Your assignment: Set down every entry once more, exactly as it appears.

Collected data entries:

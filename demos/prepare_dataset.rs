use synthetic_control_lstm::dataset::{self, DatasetConfig, SequenceBatchIterator, SplitLabel};

/// Download the synthetic control chart dataset and materialize it as
/// numbered feature/label CSV pairs. Running it a second time is a no-op:
/// the output root's existence skips the whole pipeline.
fn main() -> Result<(), Box<dyn std::error::Error>> {
    env_logger::init();

    println!("=== Synthetic Control Dataset Preparation ===\n");

    let config = DatasetConfig::default();
    println!("Source: {}", config.source_url);
    println!("Output root: {}", config.root_dir.display());
    println!(
        "Split: {:.0}% train, seed {}, label blocks of {}\n",
        config.train_ratio * 100.0,
        config.seed,
        config.block_size
    );

    let layout = dataset::prepare(&config)?;

    let train = SequenceBatchIterator::from_layout(&layout, SplitLabel::Train, config.batch_size, 6)?;
    let test = SequenceBatchIterator::from_layout(&layout, SplitLabel::Test, config.batch_size, 6)?;

    println!("Materialized layout:");
    println!("  {}", layout.train_features.display());
    println!("  {}", layout.train_labels.display());
    println!("  {}", layout.test_features.display());
    println!("  {}", layout.test_labels.display());
    println!(
        "\n{} training sequences, {} test sequences",
        train.total_examples(),
        test.total_examples()
    );

    Ok(())
}
//! Per-line reshaping: transposition and block labeling.

/// One input line together with its zero-based position in the source file.
#[derive(Clone, Debug)]
pub struct RawRecord {
    pub ordinal: usize,
    pub line: String,
}

impl RawRecord {
    pub fn new(ordinal: usize, line: impl Into<String>) -> Self {
        RawRecord {
            ordinal,
            line: line.into(),
        }
    }

    /// Transpose the line and derive its label from the ordinal.
    pub fn into_labeled(self, block_size: usize) -> LabeledSequence {
        LabeledSequence {
            content: transpose_line(&self.line),
            label: label_for_ordinal(self.ordinal, block_size),
        }
    }
}

/// A transposed sequence body paired with its class label. Produced once
/// per source line and consumed exactly once by the materializer.
#[derive(Clone, Debug, PartialEq, Eq)]
pub struct LabeledSequence {
    /// Tokens of the source line, one per row, with a trailing newline.
    pub content: String,
    /// `ordinal / block_size` of the originating line.
    pub label: usize,
}

/// Rewrite a row of whitespace-separated tokens as a column, one token per
/// line. Any run of spaces or tabs is a single delimiter; leading and
/// trailing whitespace is ignored. Tokens are not validated as numbers —
/// malformed input passes through untouched.
pub fn transpose_line(line: &str) -> String {
    let mut out = String::with_capacity(line.len() + 1);
    for token in line.split_whitespace() {
        out.push_str(token);
        out.push('\n');
    }
    out
}

/// Label for the line at `ordinal`: integer division by the block size.
/// Monotonic non-decreasing in the ordinal. Lines past the last full block
/// simply get the next label; no divisibility check is made.
pub fn label_for_ordinal(ordinal: usize, block_size: usize) -> usize {
    ordinal / block_size
}

#[cfg(test)]
mod tests {
    use super::*;

    #[test]
    fn test_transpose_simple_line() {
        assert_eq!(transpose_line("5.2 5.3 5.0"), "5.2\n5.3\n5.0\n");
    }

    #[test]
    fn test_transpose_collapses_space_runs() {
        assert_eq!(transpose_line("  1.5   2.5\t3.5  "), "1.5\n2.5\n3.5\n");
    }

    #[test]
    fn test_transpose_empty_line() {
        assert_eq!(transpose_line(""), "");
        assert_eq!(transpose_line("   "), "");
    }

    #[test]
    fn test_transpose_passes_malformed_tokens_through() {
        assert_eq!(transpose_line("1.0 abc 2.0"), "1.0\nabc\n2.0\n");
    }

    #[test]
    fn test_transpose_round_trip() {
        let line = "28.7812 34.4632 31.3381 31.2834 28.9207";
        let transposed = transpose_line(line);
        let rejoined: Vec<&str> = transposed.lines().collect();
        assert_eq!(rejoined.join(" "), line);
    }

    #[test]
    fn test_label_blocks_of_100() {
        assert_eq!(label_for_ordinal(0, 100), 0);
        assert_eq!(label_for_ordinal(99, 100), 0);
        assert_eq!(label_for_ordinal(100, 100), 1);
        assert_eq!(label_for_ordinal(250, 100), 2);
        assert_eq!(label_for_ordinal(599, 100), 5);
    }

    #[test]
    fn test_label_is_monotonic() {
        let labels: Vec<usize> = (0..600).map(|i| label_for_ordinal(i, 100)).collect();
        assert!(labels.windows(2).all(|w| w[0] <= w[1]));
    }

    #[test]
    fn test_label_past_last_full_block() {
        // 605 lines with block size 100: the trailing 5 get label 6.
        assert_eq!(label_for_ordinal(604, 100), 6);
    }

    #[test]
    fn test_into_labeled() {
        let record = RawRecord::new(250, "1.0 2.0");
        let labeled = record.into_labeled(100);
        assert_eq!(labeled.content, "1.0\n2.0\n");
        assert_eq!(labeled.label, 2);
    }
}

Task response:
filename demos/prepare_dataset.rs
use synthetic_control_lstm::dataset::{self, DatasetConfig, SequenceBatchIterator, SplitLabel};

/// Download the synthetic control chart dataset and materialize it as
/// numbered feature/label CSV pairs. Running it a second time is a no-op:
/// the output root's existence skips the whole pipeline.
fn main() -> Result<(), Box<dyn std::error::Error>> {
    env_logger::init();

    println!("=== Synthetic Control Dataset Preparation ===\n");

    let config = DatasetConfig::default();
    println!("Source: {}", config.source_url);
    println!("Output root: {}", config.root_dir.display());
    println!(
        "Split: {:.0}% train, seed {}, label blocks of {}\n",
        config.train_ratio * 100.0,
        config.seed,
        config.block_size
    );

    let layout = dataset::prepare(&config)?;

    let train = SequenceBatchIterator::from_layout(&layout, SplitLabel::Train, config.batch_size, 6)?;
    let test = SequenceBatchIterator::from_layout(&layout, SplitLabel::Test, config.batch_size, 6)?;

    println!("Materialized layout:");
    println!("  {}", layout.train_features.display());
    println!("  {}", layout.train_labels.display());
    println!("  {}", layout.test_features.display());
    println!("  {}", layout.test_labels.display());
    println!(
        "\n{} training sequences, {} test sequences",
        train.total_examples(),
        test.total_examples()
    );

    Ok(())
}
//! Per-line reshaping: transposition and block labeling.

/// One input line together with its zero-based position in the source file.
#[derive(Clone, Debug)]
pub struct RawRecord {
    pub ordinal: usize,
    pub line: String,
}

impl RawRecord {
    pub fn new(ordinal: usize, line: impl Into<String>) -> Self {
        RawRecord {
            ordinal,
            line: line.into(),
        }
    }

    /// Transpose the line and derive its label from the ordinal.
    pub fn into_labeled(self, block_size: usize) -> LabeledSequence {
        LabeledSequence {
            content: transpose_line(&self.line),
            label: label_for_ordinal(self.ordinal, block_size),
        }
    }
}

/// A transposed sequence body paired with its class label. Produced once
/// per source line and consumed exactly once by the materializer.
#[derive(Clone, Debug, PartialEq, Eq)]
pub struct LabeledSequence {
    /// Tokens of the source line, one per row, with a trailing newline.
    pub content: String,
    /// `ordinal / block_size` of the originating line.
    pub label: usize,
}

/// Rewrite a row of whitespace-separated tokens as a column, one token per
/// line. Any run of spaces or tabs is a single delimiter; leading and
/// trailing whitespace is ignored. Tokens are not validated as numbers —
/// malformed input passes through untouched.
pub fn transpose_line(line: &str) -> String {
    let mut out = String::with_capacity(line.len() + 1);
    for token in line.split_whitespace() {
        out.push_str(token);
        out.push('\n');
    }
    out
}

/// Label for the line at `ordinal`: integer division by the block size.
/// Monotonic non-decreasing in the ordinal. Lines past the last full block
/// simply get the next label; no divisibility check is made.
pub fn label_for_ordinal(ordinal: usize, block_size: usize) -> usize {
    ordinal / block_size
}

#[cfg(test)]
mod tests {
    use super::*;

    #[test]
    fn test_transpose_simple_line() {
        assert_eq!(transpose_line("5.2 5.3 5.0"), "5.2\n5.3\n5.0\n");
    }

    #[test]
    fn test_transpose_collapses_space_runs() {
        assert_eq!(transpose_line("  1.5   2.5\t3.5  "), "1.5\n2.5\n3.5\n");
    }

    #[test]
    fn test_transpose_empty_line() {
        assert_eq!(transpose_line(""), "");
        assert_eq!(transpose_line("   "), "");
    }

    #[test]
    fn test_transpose_passes_malformed_tokens_through() {
        assert_eq!(transpose_line("1.0 abc 2.0"), "1.0\nabc\n2.0\n");
    }

    #[test]
    fn test_transpose_round_trip() {
        let line = "28.7812 34.4632 31.3381 31.2834 28.9207";
        let transposed = transpose_line(line);
        let rejoined: Vec<&str> = transposed.lines().collect();
        assert_eq!(rejoined.join(" "), line);
    }

    #[test]
    fn test_label_blocks_of_100() {
        assert_eq!(label_for_ordinal(0, 100), 0);
        assert_eq!(label_for_ordinal(99, 100), 0);
        assert_eq!(label_for_ordinal(100, 100), 1);
        assert_eq!(label_for_ordinal(250, 100), 2);
        assert_eq!(label_for_ordinal(599, 100), 5);
    }

    #[test]
    fn test_label_is_monotonic() {
        let labels: Vec<usize> = (0..600).map(|i| label_for_ordinal(i, 100)).collect();
        assert!(labels.windows(2).all(|w| w[0] <= w[1]));
    }

    #[test]
    fn test_label_past_last_full_block() {
        // 605 lines with block size 100: the trailing 5 get label 6.
        assert_eq!(label_for_ordinal(604, 100), 6);
    }

    #[test]
    fn test_into_labeled() {
        let record = RawRecord::new(250, "1.0 2.0");
        let labeled = record.into_labeled(100);
        assert_eq!(labeled.content, "1.0\n2.0\n");
        assert_eq!(labeled.label, 2);
    }
}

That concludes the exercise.